Since I’m expecting again and anticipating a complete lack of time for reading from July until about, oh, January 2025, I decided to front-load my reading goals, and as such, have sped through a lot of interesting books that have my gears turning.
The latest one of these is “It’s Only a Joke, Comrade! Humour, Trust and Everyday Life Under Stalin”. For those who have already followed my previous writing, it’s not a secret that I like to read and think a lot about the worst time in history, the Soviet Union under Stalin, and how it relates to life today.
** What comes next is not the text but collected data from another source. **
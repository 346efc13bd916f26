use ratatui::{
    prelude::*,
    symbols::Marker,
    widgets::{Axis, Block, Borders, Chart, Dataset, GraphType, List, ListItem, Paragraph},
};

use super::theme;
use crate::{
    app::App,
    models::{ResultSnapshot, coverage_band, success_rate},
    sync::TrendHistory,
};

pub fn draw(frame: &mut Frame, app: &App, area: Rect) {
    let Some(snapshot) = app.snapshot() else {
        return;
    };

    let [cards_area, body_area] =
        Layout::vertical([Constraint::Length(4), Constraint::Min(1)]).areas(area);
    let [chart_area, activity_area] =
        Layout::horizontal([Constraint::Percentage(65), Constraint::Percentage(35)])
            .areas(body_area);

    draw_cards(frame, snapshot, cards_area);
    draw_trend(frame, app.engine.history(), chart_area);
    draw_activity(frame, app.engine.history(), activity_area);
}

fn draw_cards(frame: &mut Frame, snapshot: &ResultSnapshot, area: Rect) {
    let areas: [Rect; 4] = Layout::horizontal([Constraint::Fill(1); 4]).areas(area);

    let rate = success_rate(snapshot.total_tests, snapshot.passed_tests) * 100.0;
    let run_color = if snapshot.success {
        theme::GREEN
    } else {
        theme::RED
    };
    let (coverage_text, coverage_color) = match snapshot.average_coverage() {
        Some(avg) => (format!("{avg:.1}%"), coverage_band(avg).color()),
        None => ("n/a".to_string(), theme::OVERLAY0),
    };

    let cards = [
        (
            "Total Tests",
            snapshot.total_tests.to_string(),
            format!("{:.2}s", snapshot.duration),
            theme::BLUE,
        ),
        (
            "Passed",
            snapshot.passed_tests.to_string(),
            format!("{rate:.1}% success"),
            theme::GREEN,
        ),
        (
            "Failed",
            snapshot.failed_tests.to_string(),
            format!("{} skipped", snapshot.skipped_tests),
            if snapshot.failed_tests > 0 {
                theme::RED
            } else {
                theme::SUBTEXT0
            },
        ),
        (
            "Coverage",
            coverage_text,
            format!("{} packages", snapshot.packages.len()),
            coverage_color,
        ),
    ];

    for ((title, value, detail, color), card_area) in cards.into_iter().zip(areas) {
        let block = Block::default()
            .title(format!(" {title} "))
            .borders(Borders::ALL)
            .border_style(Style::default().fg(run_color));
        let text = Text::from(vec![
            Line::from(Span::styled(value, Style::default().fg(color).bold())),
            Line::from(Span::styled(detail, Style::default().fg(theme::OVERLAY0))),
        ]);
        frame.render_widget(Paragraph::new(text).block(block), card_area);
    }
}

fn draw_trend(frame: &mut Frame, history: &TrendHistory, area: Rect) {
    let block = Block::default()
        .title(" Execution Trend ")
        .borders(Borders::ALL)
        .border_style(Style::default().fg(theme::SURFACE2));

    let pass: Vec<(f64, f64)> = history
        .iter()
        .enumerate()
        .map(|(i, p)| (i as f64, p.pass as f64))
        .collect();
    let fail: Vec<(f64, f64)> = history
        .iter()
        .enumerate()
        .map(|(i, p)| (i as f64, p.fail as f64))
        .collect();

    let datasets = vec![
        Dataset::default()
            .name("pass")
            .marker(Marker::Braille)
            .graph_type(GraphType::Line)
            .style(Style::default().fg(theme::GREEN))
            .data(&pass),
        Dataset::default()
            .name("fail")
            .marker(Marker::Braille)
            .graph_type(GraphType::Line)
            .style(Style::default().fg(theme::RED))
            .data(&fail),
    ];

    let x_max = history.len().saturating_sub(1).max(1) as f64;
    let y_max = history.peak().max(1) as f64;
    let first = history.iter().next().map(|p| p.label.clone()).unwrap_or_default();
    let last = history.latest().map(|p| p.label.clone()).unwrap_or_default();

    let chart = Chart::new(datasets)
        .block(block)
        .x_axis(
            Axis::default()
                .style(Style::default().fg(theme::OVERLAY0))
                .bounds([0.0, x_max])
                .labels([first, last]),
        )
        .y_axis(
            Axis::default()
                .style(Style::default().fg(theme::OVERLAY0))
                .bounds([0.0, y_max])
                .labels(["0".to_string(), format!("{}", history.peak())]),
        );
    frame.render_widget(chart, area);
}

fn draw_activity(frame: &mut Frame, history: &TrendHistory, area: Rect) {
    let block = Block::default()
        .title(" Recent Activity ")
        .borders(Borders::ALL)
        .border_style(Style::default().fg(theme::SURFACE2));

    let items: Vec<ListItem> = history
        .iter()
        .rev()
        .map(|point| {
            let (icon, color) = if point.fail == 0 {
                ("✔", theme::GREEN)
            } else {
                ("✘", theme::RED)
            };
            ListItem::new(Line::from(vec![
                Span::styled(format!("{icon} "), Style::default().fg(color)),
                Span::styled(point.label.clone(), Style::default().fg(theme::SUBTEXT0)),
                Span::styled(format!("  {} passed", point.pass), Style::default().fg(theme::GREEN)),
                Span::styled(format!("  {} failed", point.fail), Style::default().fg(theme::RED)),
            ]))
        })
        .collect();

    frame.render_widget(List::new(items).block(block), area);
}
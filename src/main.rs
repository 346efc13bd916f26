mod app;
mod config;
mod models;
mod sync;
mod ui;

use std::io;
use std::path::PathBuf;
use std::sync::Arc;

use anyhow::{Context, Result};
use crossterm::{
    ExecutableCommand,
    event::{Event, EventStream, KeyEventKind},
    terminal::{self, EnterAlternateScreen, LeaveAlternateScreen, SetTitle},
};
use futures_util::StreamExt;
use ratatui::prelude::*;
use tokio::sync::mpsc;
use tokio::time::{Duration, Instant, Interval, MissedTickBehavior, interval, interval_at};
use tracing::{info, warn};
use tracing_subscriber::EnvFilter;

use app::{App, handle_action, handle_completion, handle_listener_signal, trigger_action};
use config::Config;
use models::ResultSnapshot;
use sync::{HttpFetcher, NotificationListener};

#[tokio::main]
async fn main() -> Result<()> {
    init_logging();

    // Setup terminal
    terminal::enable_raw_mode()?;
    io::stdout().execute(EnterAlternateScreen)?;
    let backend = CrosstermBackend::new(io::stdout());
    let mut terminal = Terminal::new(backend)?;

    let result = run(&mut terminal).await;

    // Teardown terminal
    terminal::disable_raw_mode()?;
    io::stdout().execute(LeaveAlternateScreen)?;

    result
}

/// Log to the file named by `TESTRIDER_LOG`; the terminal belongs to the UI.
fn init_logging() {
    let Some(file) = std::env::var("TESTRIDER_LOG").ok().and_then(|path| {
        std::fs::OpenOptions::new()
            .create(true)
            .append(true)
            .open(path)
            .ok()
    }) else {
        return;
    };

    let filter = EnvFilter::try_from_default_env().unwrap_or_else(|_| EnvFilter::new("info"));
    tracing_subscriber::fmt()
        .with_env_filter(filter)
        .with_writer(std::sync::Mutex::new(file))
        .with_ansi(false)
        .init();
}

async fn run(terminal: &mut Terminal<CrosstermBackend<io::Stdout>>) -> Result<()> {
    let cwd = std::env::current_dir().unwrap_or_else(|_| PathBuf::from("."));
    let config = Config::load(&cwd);
    let server_url = std::env::args().nth(1).unwrap_or(config.server.url);

    let client = reqwest::Client::builder()
        .connect_timeout(config.sync.connect_timeout())
        .build()
        .context("failed to build HTTP client")?;

    let fetcher = HttpFetcher::new(client.clone(), &server_url);
    info!(url = fetcher.url(), "starting dashboard");

    let (mut app, mut completion_rx) = App::new(server_url.clone(), Arc::new(fetcher));
    let mut snapshots = app.engine.subscribe();

    let (signal_tx, mut signal_rx) = mpsc::unbounded_channel();
    let mut listener = NotificationListener::new(client, &server_url)
        .with_retry(config.sync.reconnect_delay())
        .spawn(move |signal| {
            let _ = signal_tx.send(signal);
        });

    // The stream only announces new runs; load whatever already exists.
    app.engine.on_trigger();

    let mut poll = config.sync.poll_interval().map(|period| {
        let mut poll = interval_at(Instant::now() + period, period);
        poll.set_missed_tick_behavior(MissedTickBehavior::Delay);
        poll
    });
    let mut tick = interval(Duration::from_millis(100));
    let mut event_stream = EventStream::new();

    loop {
        terminal.draw(|frame| ui::draw(frame, &mut app))?;

        tokio::select! {
            maybe_event = event_stream.next() => {
                match maybe_event {
                    None => break,
                    Some(Err(e)) => return Err(e.into()),
                    Some(Ok(Event::Key(key))) if key.kind == KeyEventKind::Press => {
                        if let Some(action) = trigger_action(key, app.filter_active) {
                            handle_action(&mut app, action);
                        }
                    }
                    Some(Ok(_)) => {}
                }
            }

            Some(completion) = completion_rx.recv() => {
                handle_completion(&mut app, completion);
            }

            Some(signal) = signal_rx.recv() => {
                handle_listener_signal(&mut app, signal);
            }

            Ok(()) = snapshots.changed() => {
                let latest = snapshots.borrow_and_update().clone();
                if let Some(snapshot) = latest {
                    update_title(&mut io::stdout(), &snapshot);
                }
            }

            _ = next_poll(&mut poll) => {
                app.engine.on_trigger();
            }

            _ = tick.tick() => {
                if app.engine.is_fetching() {
                    app.spinner_tick = app.spinner_tick.wrapping_add(1);
                }
                app.notifier.prune_expired();
            }
        }

        if app.should_quit {
            break;
        }
    }

    listener.close();
    app.dispose();
    info!(stats = ?app.engine.stats(), "dashboard closed");

    Ok(())
}

/// Cosmetic; a failed write is logged and the session carries on.
fn update_title(out: &mut impl io::Write, snapshot: &ResultSnapshot) {
    let title = format!(
        "testrider {}/{} passing",
        snapshot.passed_tests, snapshot.total_tests
    );
    if let Err(e) = out.execute(SetTitle(title)) {
        warn!(error = %e, "failed to update terminal title");
    }
}

async fn next_poll(poll: &mut Option<Interval>) {
    match poll {
        Some(poll) => {
            poll.tick().await;
        }
        None => std::future::pending().await,
    }
}

#[cfg(test)]
mod tests {
    use super::*;
    use crate::app::test_support::sample_snapshot;

    struct BrokenPipe;

    impl io::Write for BrokenPipe {
        fn write(&mut self, _: &[u8]) -> io::Result<usize> {
            Err(io::ErrorKind::BrokenPipe.into())
        }

        fn flush(&mut self) -> io::Result<()> {
            Err(io::ErrorKind::BrokenPipe.into())
        }
    }

    #[test]
    fn test_update_title_writes_pass_count() {
        let mut out = Vec::new();
        update_title(&mut out, &sample_snapshot());
        let written = String::from_utf8(out).unwrap();
        assert!(written.contains("testrider 7/10 passing"));
    }

    #[test]
    fn test_update_title_survives_write_failure() {
        update_title(&mut BrokenPipe, &sample_snapshot());
    }
}
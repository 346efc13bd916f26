use crossterm::event::{KeyCode, KeyEvent, KeyModifiers};
use tui_input::{Input, InputRequest};

use crate::app::{App, Panel, Row, View};

#[derive(Debug, Clone, PartialEq, Eq)]
pub enum Action {
    Quit,
    NextView,
    PreviousView,
    ShowView(View),
    FocusNext,
    NavigateUp,
    NavigateDown,
    ScrollUp,
    ScrollDown,
    Toggle,
    Collapse,
    ExpandAll,
    CollapseAll,
    JumpToStart,
    JumpToEnd,
    Refresh,
    FilterEnter,
    FilterInput(char),
    FilterBackspace,
    FilterExit,
    FilterApply,
}

/// Process a keyboard action.
pub fn handle_action(app: &mut App, action: Action) {
    match action {
        Action::Quit => app.should_quit = true,

        Action::NextView => app.view = app.view.next(),

        Action::PreviousView => app.view = app.view.previous(),

        Action::ShowView(view) => app.view = view,

        Action::FocusNext => {
            if app.view == View::Packages {
                app.active_panel = match app.active_panel {
                    Panel::PackageList => Panel::Detail,
                    Panel::Detail => Panel::PackageList,
                };
            }
        }

        Action::NavigateUp => move_selection(app, Step::Up(1)),

        Action::NavigateDown => move_selection(app, Step::Down(1)),

        Action::ScrollUp => {
            let half = (app.packages.viewport / 2).max(1);
            move_selection(app, Step::Up(half));
        }

        Action::ScrollDown => {
            let half = (app.packages.viewport / 2).max(1);
            move_selection(app, Step::Down(half));
        }

        Action::JumpToStart => move_selection(app, Step::Start),

        Action::JumpToEnd => move_selection(app, Step::End),

        Action::Toggle => {
            if app.view == View::Packages
                && app.active_panel == Panel::PackageList
                && let Some(Row::Package { name }) = app.selected_row()
            {
                app.expansion.toggle(&name);
                app.detail_scroll_offset = 0;
            }
        }

        Action::Collapse => {
            if app.view == View::Packages
                && app.active_panel == Panel::PackageList
                && let Some(row) = app.selected_row()
            {
                let name = row.package().to_string();
                if app.expansion.is_expanded(&name) {
                    app.expansion.toggle(&name);
                }
                // Collapsing from a test row moves the selection up to its package.
                app.restore_selection(Some(Row::Package { name }));
                app.detail_scroll_offset = 0;
            }
        }

        Action::ExpandAll => {
            if app.view == View::Packages {
                let names: Vec<String> =
                    app.visible_packages().iter().map(|p| p.name.clone()).collect();
                app.expansion.expand_all(names.iter().map(String::as_str));
            }
        }

        Action::CollapseAll => {
            if app.view == View::Packages {
                let previous = app.selected_row().map(|row| Row::Package {
                    name: row.package().to_string(),
                });
                app.expansion.collapse_all();
                app.restore_selection(previous);
            }
        }

        Action::Refresh => {
            if app.engine.on_trigger().is_some() {
                app.notifier
                    .info("Refreshing…", std::time::Duration::from_secs(1));
            }
        }

        Action::FilterEnter => {
            if app.view == View::Packages {
                app.filter_active = true;
                app.active_panel = Panel::PackageList;
            }
        }

        Action::FilterInput(c) => {
            app.filter.handle(InputRequest::InsertChar(c));
            app.packages.home();
        }

        Action::FilterBackspace => {
            app.filter.handle(InputRequest::DeletePrevChar);
            app.packages.home();
        }

        Action::FilterExit => {
            app.filter = Input::default();
            app.filter_active = false;
            app.packages.home();
        }

        Action::FilterApply => {
            app.filter_active = false;
        }
    }
}

enum Step {
    Up(usize),
    Down(usize),
    Start,
    End,
}

fn move_selection(app: &mut App, step: Step) {
    match (app.view, app.active_panel) {
        (View::Packages, Panel::Detail) => {
            app.detail_scroll_offset = match step {
                Step::Up(n) => app.detail_scroll_offset.saturating_sub(n as u16),
                Step::Down(n) => app.detail_scroll_offset.saturating_add(n as u16),
                Step::Start => 0,
                Step::End => u16::MAX,
            };
        }
        (View::Packages, Panel::PackageList) => {
            let len = app.visible_rows().len();
            step_cursor(&mut app.packages, step, len);
            app.detail_scroll_offset = 0;
        }
        (View::Coverage, _) => {
            let len = app.snapshot().map(|s| s.packages.len()).unwrap_or(0);
            step_cursor(&mut app.coverage, step, len);
        }
        (View::Issues, _) => {
            let len = app.issue_count();
            step_cursor(&mut app.issues, step, len);
        }
        (View::Dashboard, _) => {}
    }
}

fn step_cursor(cursor: &mut super::ListCursor, step: Step, len: usize) {
    match step {
        Step::Up(n) => cursor.up(n),
        Step::Down(n) => cursor.down(n, len),
        Step::Start => cursor.home(),
        Step::End => cursor.end(len),
    }
}

pub fn trigger_action(key: KeyEvent, filter_active: bool) -> Option<Action> {
    if filter_active {
        match key.code {
            KeyCode::Esc => Some(Action::FilterExit),
            KeyCode::Enter => Some(Action::FilterApply),
            KeyCode::Backspace => Some(Action::FilterBackspace),
            KeyCode::Up => Some(Action::NavigateUp),
            KeyCode::Down => Some(Action::NavigateDown),
            KeyCode::Char(c) => Some(Action::FilterInput(c)),
            _ => None,
        }
    } else {
        map_key(key)
    }
}

fn map_key(key: KeyEvent) -> Option<Action> {
    if key.modifiers.contains(KeyModifiers::CONTROL) {
        return match key.code {
            KeyCode::Char('c') => Some(Action::Quit),
            KeyCode::Char('u') => Some(Action::ScrollUp),
            KeyCode::Char('d') => Some(Action::ScrollDown),
            _ => None,
        };
    }

    match key.code {
        KeyCode::Char('q') => Some(Action::Quit),
        KeyCode::Tab => Some(Action::NextView),
        KeyCode::BackTab => Some(Action::PreviousView),
        KeyCode::Char('1') => Some(Action::ShowView(View::Dashboard)),
        KeyCode::Char('2') => Some(Action::ShowView(View::Packages)),
        KeyCode::Char('3') => Some(Action::ShowView(View::Coverage)),
        KeyCode::Char('4') => Some(Action::ShowView(View::Issues)),
        KeyCode::Char('p') => Some(Action::FocusNext),
        KeyCode::Up | KeyCode::Char('k') => Some(Action::NavigateUp),
        KeyCode::Down | KeyCode::Char('j') => Some(Action::NavigateDown),
        KeyCode::Right | KeyCode::Char('l') | KeyCode::Enter => Some(Action::Toggle),
        KeyCode::Char('L') => Some(Action::ExpandAll),
        KeyCode::Left | KeyCode::Char('h') => Some(Action::Collapse),
        KeyCode::Char('H') => Some(Action::CollapseAll),
        KeyCode::Char('g') | KeyCode::Home => Some(Action::JumpToStart),
        KeyCode::Char('G') | KeyCode::End => Some(Action::JumpToEnd),
        KeyCode::Char('r') => Some(Action::Refresh),
        KeyCode::Char('f') | KeyCode::Char('/') => Some(Action::FilterEnter),
        KeyCode::PageUp => Some(Action::ScrollUp),
        KeyCode::PageDown => Some(Action::ScrollDown),
        _ => None,
    }
}

#[cfg(test)]
mod tests {
    use std::sync::Arc;

    use super::*;
    use crate::app::test_support::{EmptySource, sample_snapshot};
    use crate::sync::FetchCompletion;

    fn packages_app() -> App {
        let (mut app, _rx) = App::new("http://localhost:8080".into(), Arc::new(EmptySource));
        app.engine.apply(FetchCompletion {
            seq: 1,
            outcome: Ok(Some(sample_snapshot())),
        });
        handle_action(&mut app, Action::ShowView(View::Packages));
        app
    }

    fn key(code: KeyCode) -> KeyEvent {
        KeyEvent::new(code, KeyModifiers::NONE)
    }

    #[test]
    fn test_key_mapping() {
        assert_eq!(trigger_action(key(KeyCode::Char('q')), false), Some(Action::Quit));
        assert_eq!(trigger_action(key(KeyCode::Char('r')), false), Some(Action::Refresh));
        assert_eq!(
            trigger_action(key(KeyCode::Char('3')), false),
            Some(Action::ShowView(View::Coverage))
        );
        assert_eq!(
            trigger_action(key(KeyCode::Char('q')), true),
            Some(Action::FilterInput('q'))
        );
        assert_eq!(
            trigger_action(KeyEvent::new(KeyCode::Char('c'), KeyModifiers::CONTROL), false),
            Some(Action::Quit)
        );
    }

    #[tokio::test]
    async fn test_toggle_expands_selected_package() {
        let mut app = packages_app();
        handle_action(&mut app, Action::NavigateDown);
        handle_action(&mut app, Action::Toggle);
        assert!(app.expansion.is_expanded("pkgB"));
        assert_eq!(app.visible_rows().len(), 4);

        handle_action(&mut app, Action::Toggle);
        assert!(!app.expansion.is_expanded("pkgB"));
    }

    #[tokio::test]
    async fn test_collapse_from_test_row_selects_package() {
        let mut app = packages_app();
        handle_action(&mut app, Action::Toggle);
        handle_action(&mut app, Action::NavigateDown);
        assert!(matches!(app.selected_row(), Some(Row::Test { .. })));

        handle_action(&mut app, Action::Collapse);
        assert!(!app.expansion.is_expanded("pkgA"));
        assert_eq!(app.selected_row(), Some(Row::Package { name: "pkgA".into() }));
    }

    #[tokio::test]
    async fn test_expand_all_then_collapse_all() {
        let mut app = packages_app();
        handle_action(&mut app, Action::ExpandAll);
        assert_eq!(app.visible_rows().len(), 5);
        handle_action(&mut app, Action::JumpToEnd);
        handle_action(&mut app, Action::CollapseAll);
        assert_eq!(app.visible_rows().len(), 2);
        assert_eq!(app.selected_row(), Some(Row::Package { name: "pkgB".into() }));
    }

    #[tokio::test]
    async fn test_toggle_ignored_outside_packages_view() {
        let mut app = packages_app();
        handle_action(&mut app, Action::ShowView(View::Dashboard));
        handle_action(&mut app, Action::Toggle);
        assert!(!app.expansion.is_expanded("pkgA"));
    }

    #[tokio::test]
    async fn test_filter_input_and_exit() {
        let mut app = packages_app();
        handle_action(&mut app, Action::FilterEnter);
        assert!(app.filter_active);
        for c in "pkgb".chars() {
            handle_action(&mut app, Action::FilterInput(c));
        }
        assert_eq!(app.visible_rows().len(), 1);
        handle_action(&mut app, Action::FilterBackspace);
        assert_eq!(app.filter.value(), "pkg");
        handle_action(&mut app, Action::FilterExit);
        assert!(!app.filter_active);
        assert_eq!(app.visible_rows().len(), 2);
    }

    #[tokio::test]
    async fn test_navigation_clamps_to_rows() {
        let mut app = packages_app();
        for _ in 0..10 {
            handle_action(&mut app, Action::NavigateDown);
        }
        assert_eq!(app.packages.selected, 1);
        handle_action(&mut app, Action::JumpToStart);
        assert_eq!(app.packages.selected, 0);
    }

    #[tokio::test]
    async fn test_issue_navigation() {
        let mut app = packages_app();
        handle_action(&mut app, Action::ShowView(View::Issues));
        handle_action(&mut app, Action::NavigateDown);
        assert_eq!(app.issues.selected, 0);
    }

    #[tokio::test]
    async fn test_refresh_starts_fetch() {
        let mut app = packages_app();
        handle_action(&mut app, Action::Refresh);
        assert!(app.engine.is_fetching());
    }
}
use std::collections::VecDeque;

use crate::models::TrendPoint;

/// Number of runs kept for the execution-trend chart.
pub const TREND_CAPACITY: usize = 20;

/// Fixed-capacity FIFO of trend points, oldest first.
#[derive(Debug, Clone)]
pub struct TrendHistory {
    points: VecDeque<TrendPoint>,
    capacity: usize,
}

impl TrendHistory {
    pub fn new() -> Self {
        Self::with_capacity(TREND_CAPACITY)
    }

    pub fn with_capacity(capacity: usize) -> Self {
        Self {
            points: VecDeque::with_capacity(capacity),
            capacity: capacity.max(1),
        }
    }

    pub fn push(&mut self, point: TrendPoint) {
        while self.points.len() >= self.capacity {
            self.points.pop_front();
        }
        self.points.push_back(point);
    }

    pub fn len(&self) -> usize {
        self.points.len()
    }

    pub fn is_empty(&self) -> bool {
        self.points.is_empty()
    }

    pub fn iter(&self) -> impl DoubleEndedIterator<Item = &TrendPoint> + ExactSizeIterator {
        self.points.iter()
    }

    pub fn latest(&self) -> Option<&TrendPoint> {
        self.points.back()
    }

    /// Largest pass or fail count, used to scale the chart's y-axis.
    pub fn peak(&self) -> usize {
        self.points
            .iter()
            .map(|p| p.pass.max(p.fail))
            .max()
            .unwrap_or(0)
    }
}

impl Default for TrendHistory {
    fn default() -> Self {
        Self::new()
    }
}

#[cfg(test)]
mod tests {
    use super::*;

    fn point(i: usize) -> TrendPoint {
        TrendPoint {
            label: format!("run-{}", i),
            pass: i,
            fail: 0,
        }
    }

    #[test]
    fn test_push_below_capacity_keeps_everything() {
        let mut history = TrendHistory::new();
        for i in 0..5 {
            history.push(point(i));
        }
        assert_eq!(history.len(), 5);
        assert_eq!(history.latest().unwrap().pass, 4);
    }

    #[test]
    fn test_evicts_oldest_first() {
        let mut history = TrendHistory::new();
        for i in 0..45 {
            history.push(point(i));
            assert!(history.len() <= TREND_CAPACITY);
        }
        let passes: Vec<usize> = history.iter().map(|p| p.pass).collect();
        assert_eq!(passes, (25..45).collect::<Vec<_>>());
    }

    #[test]
    fn test_zero_capacity_still_holds_latest() {
        let mut history = TrendHistory::with_capacity(0);
        history.push(point(1));
        history.push(point(2));
        assert_eq!(history.len(), 1);
        assert_eq!(history.latest().unwrap().pass, 2);
    }

    #[test]
    fn test_peak() {
        let mut history = TrendHistory::new();
        assert_eq!(history.peak(), 0);
        history.push(TrendPoint {
            label: "a".into(),
            pass: 3,
            fail: 9,
        });
        history.push(point(5));
        assert_eq!(history.peak(), 9);
    }
}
I’ve already read a TON about this period in researching for a novel that may or may not ever get finished. But, one of the new things I learned from “It’s Only a Joke,” which attempts to dissect how humor was used in the 1930s by piecing together personal diaries and declassified reports of notes taken during arrests from NKVD archives, was that many arrests of people during the Great Terror happened from people overhearing things at railroad stations and in trains. The least number of arrests happened from family members or people during intimate gatherings reporting others.
Railroad stations are liminal spaces, physical places that are places of transition as opposed to places of purpose (i.e. home, work, coffee shops, etc.). You’re not entirely in one place, but not entirely in the next. As such, they’re places of immense ambiguity for humans, where the rules might not necessarily apply. At train stations, surrounded by strangers, people became relaxed and told jokes that they probably wouldn’t tell at work or at home, knowing they might never see these people again. (It also helps that Russian trains are often places where, traditionally, great amounts of alcohol are consumed to deal with the long distances across the country. )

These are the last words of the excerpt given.